Work item = Your task is to give the entries back exactly, leaving nothing out.

Data records =
*** Begin section ***

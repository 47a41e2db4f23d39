//! Self-issued bearer tokens and opaque reset tokens.
//!
//! Bearer tokens are stateless HS256 JWTs embedding id/email/role/status
//! with a fixed lifetime (24 h by default). A token is honored until its
//! natural expiry even if the profile changes server-side; the resolver
//! re-loads role/status from the store on every request, so the staleness
//! window only covers the embedded claims. Reset tokens are 32 random
//! bytes, handed out once and stored only as a sha256 digest.

use anyhow::{Context, Result};
use base64::{engine::general_purpose::URL_SAFE_NO_PAD, Engine};
use chrono::{Duration, Utc};
use jsonwebtoken::{decode, encode, DecodingKey, EncodingKey, Header, Validation};
use rand::{rngs::OsRng, RngCore};
use secrecy::{ExposeSecret, SecretString};
use serde::{Deserialize, Serialize};
use sha2::{Digest, Sha256};
use uuid::Uuid;

use crate::store::{AccountStatus, Profile, Role};

pub const DEFAULT_TOKEN_TTL_SECONDS: i64 = 24 * 60 * 60;

/// Claims embedded in a self-issued bearer token.
#[derive(Clone, Debug, PartialEq, Eq, Serialize, Deserialize)]
pub struct BearerClaims {
    pub sub: Uuid,
    pub email: String,
    pub role: Role,
    pub status: AccountStatus,
    pub iat: i64,
    pub exp: i64,
}

#[derive(Debug, thiserror::Error, PartialEq, Eq)]
pub enum TokenError {
    #[error("token expired")]
    Expired,
    #[error("invalid token")]
    Invalid,
}

/// Issues and verifies self-issued signed bearer tokens.
#[derive(Clone)]
pub struct TokenService {
    encoding: EncodingKey,
    decoding: DecodingKey,
    ttl: Duration,
}

impl TokenService {
    #[must_use]
    pub fn new(secret: &SecretString, ttl_seconds: i64) -> Self {
        let bytes = secret.expose_secret().as_bytes();
        Self {
            encoding: EncodingKey::from_secret(bytes),
            decoding: DecodingKey::from_secret(bytes),
            ttl: Duration::seconds(ttl_seconds),
        }
    }

    /// Sign a bearer token for the profile. No side effects beyond signing.
    ///
    /// # Errors
    /// Returns an error if JWT encoding fails.
    pub fn issue(&self, profile: &Profile) -> Result<String> {
        let now = Utc::now();
        let claims = BearerClaims {
            sub: profile.id,
            email: profile.email.clone(),
            role: profile.role,
            status: profile.status,
            iat: now.timestamp(),
            exp: (now + self.ttl).timestamp(),
        };
        encode(&Header::default(), &claims, &self.encoding).context("failed to sign bearer token")
    }

    /// Verify signature and expiry; never partially trusts a token.
    ///
    /// # Errors
    /// `TokenError::Expired` past the expiry instant, `TokenError::Invalid`
    /// for anything malformed or tampered with.
    pub fn verify(&self, token: &str) -> Result<BearerClaims, TokenError> {
        let mut validation = Validation::default();
        validation.leeway = 0;
        decode::<BearerClaims>(token, &self.decoding, &validation)
            .map(|data| data.claims)
            .map_err(|err| match err.kind() {
                jsonwebtoken::errors::ErrorKind::ExpiredSignature => TokenError::Expired,
                _ => TokenError::Invalid,
            })
    }

    /// Whether the string even parses as one of our tokens (three dot-joined
    /// base64url segments). Used by the resolver to decide between the
    /// self-issued path and the provider fallback without leaking which one
    /// ran.
    #[must_use]
    pub fn looks_self_issued(token: &str) -> bool {
        token.split('.').count() == 3
    }
}

/// Generate an opaque reset token: 32 bytes (256 bits) of OS randomness,
/// URL-safe base64. The raw value is only ever sent to the user.
///
/// # Errors
/// Returns an error if the OS randomness source fails.
pub fn generate_reset_token() -> Result<String> {
    let mut bytes = [0u8; 32];
    OsRng
        .try_fill_bytes(&mut bytes)
        .context("failed to generate reset token")?;
    Ok(URL_SAFE_NO_PAD.encode(bytes))
}

/// Digest a reset token for storage; lookups compare digests only.
#[must_use]
pub fn hash_reset_token(token: &str) -> String {
    let mut hasher = Sha256::new();
    hasher.update(token.as_bytes());
    format!("{:x}", hasher.finalize())
}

*** End section ***

Answer =
repository 47a41e2db4f23d39
//! Self-issued bearer tokens and opaque reset tokens.
//!
//! Bearer tokens are stateless HS256 JWTs embedding id/email/role/status
//! with a fixed lifetime (24 h by default). A token is honored until its
//! natural expiry even if the profile changes server-side; the resolver
//! re-loads role/status from the store on every request, so the staleness
//! window only covers the embedded claims. Reset tokens are 32 random
//! bytes, handed out once and stored only as a sha256 digest.

use anyhow::{Context, Result};
use base64::{engine::general_purpose::URL_SAFE_NO_PAD, Engine};
use chrono::{Duration, Utc};
use jsonwebtoken::{decode, encode, DecodingKey, EncodingKey, Header, Validation};
use rand::{rngs::OsRng, RngCore};
use secrecy::{ExposeSecret, SecretString};
use serde::{Deserialize, Serialize};
use sha2::{Digest, Sha256};
use uuid::Uuid;

use crate::store::{AccountStatus, Profile, Role};

pub const DEFAULT_TOKEN_TTL_SECONDS: i64 = 24 * 60 * 60;

/// Claims embedded in a self-issued bearer token.
#[derive(Clone, Debug, PartialEq, Eq, Serialize, Deserialize)]
pub struct BearerClaims {
    pub sub: Uuid,
    pub email: String,
    pub role: Role,
    pub status: AccountStatus,
    pub iat: i64,
    pub exp: i64,
}

#[derive(Debug, thiserror::Error, PartialEq, Eq)]
pub enum TokenError {
    #[error("token expired")]
    Expired,
    #[error("invalid token")]
    Invalid,
}

/// Issues and verifies self-issued signed bearer tokens.
#[derive(Clone)]
pub struct TokenService {
    encoding: EncodingKey,
    decoding: DecodingKey,
    ttl: Duration,
}

impl TokenService {
    #[must_use]
    pub fn new(secret: &SecretString, ttl_seconds: i64) -> Self {
        let bytes = secret.expose_secret().as_bytes();
        Self {
            encoding: EncodingKey::from_secret(bytes),
            decoding: DecodingKey::from_secret(bytes),
            ttl: Duration::seconds(ttl_seconds),
        }
    }

    /// Sign a bearer token for the profile. No side effects beyond signing.
    ///
    /// # Errors
    /// Returns an error if JWT encoding fails.
    pub fn issue(&self, profile: &Profile) -> Result<String> {
        let now = Utc::now();
        let claims = BearerClaims {
            sub: profile.id,
            email: profile.email.clone(),
            role: profile.role,
            status: profile.status,
            iat: now.timestamp(),
            exp: (now + self.ttl).timestamp(),
        };
        encode(&Header::default(), &claims, &self.encoding).context("failed to sign bearer token")
    }

    /// Verify signature and expiry; never partially trusts a token.
    ///
    /// # Errors
    /// `TokenError::Expired` past the expiry instant, `TokenError::Invalid`
    /// for anything malformed or tampered with.
    pub fn verify(&self, token: &str) -> Result<BearerClaims, TokenError> {
        let mut validation = Validation::default();
        validation.leeway = 0;
        decode::<BearerClaims>(token, &self.decoding, &validation)
            .map(|data| data.claims)
            .map_err(|err| match err.kind() {
                jsonwebtoken::errors::ErrorKind::ExpiredSignature => TokenError::Expired,
                _ => TokenError::Invalid,
            })
    }

    /// Whether the string even parses as one of our tokens (three dot-joined
    /// base64url segments). Used by the resolver to decide between the
    /// self-issued path and the provider fallback without leaking which one
    /// ran.
    #[must_use]
    pub fn looks_self_issued(token: &str) -> bool {
        token.split('.').count() == 3
    }
}

/// Generate an opaque reset token: 32 bytes (256 bits) of OS randomness,
/// URL-safe base64. The raw value is only ever sent to the user.
///
/// # Errors
/// Returns an error if the OS randomness source fails.
pub fn generate_reset_token() -> Result<String> {
    let mut bytes = [0u8; 32];
    OsRng
        .try_fill_bytes(&mut bytes)
        .context("failed to generate reset token")?;
    Ok(URL_SAFE_NO_PAD.encode(bytes))
}

/// Digest a reset token for storage; lookups compare digests only.
#[must_use]
pub fn hash_reset_token(token: &str) -> String {
    let mut hasher = Sha256::new();
    hasher.update(token.as_bytes());
    format!("{:x}", hasher.finalize())
}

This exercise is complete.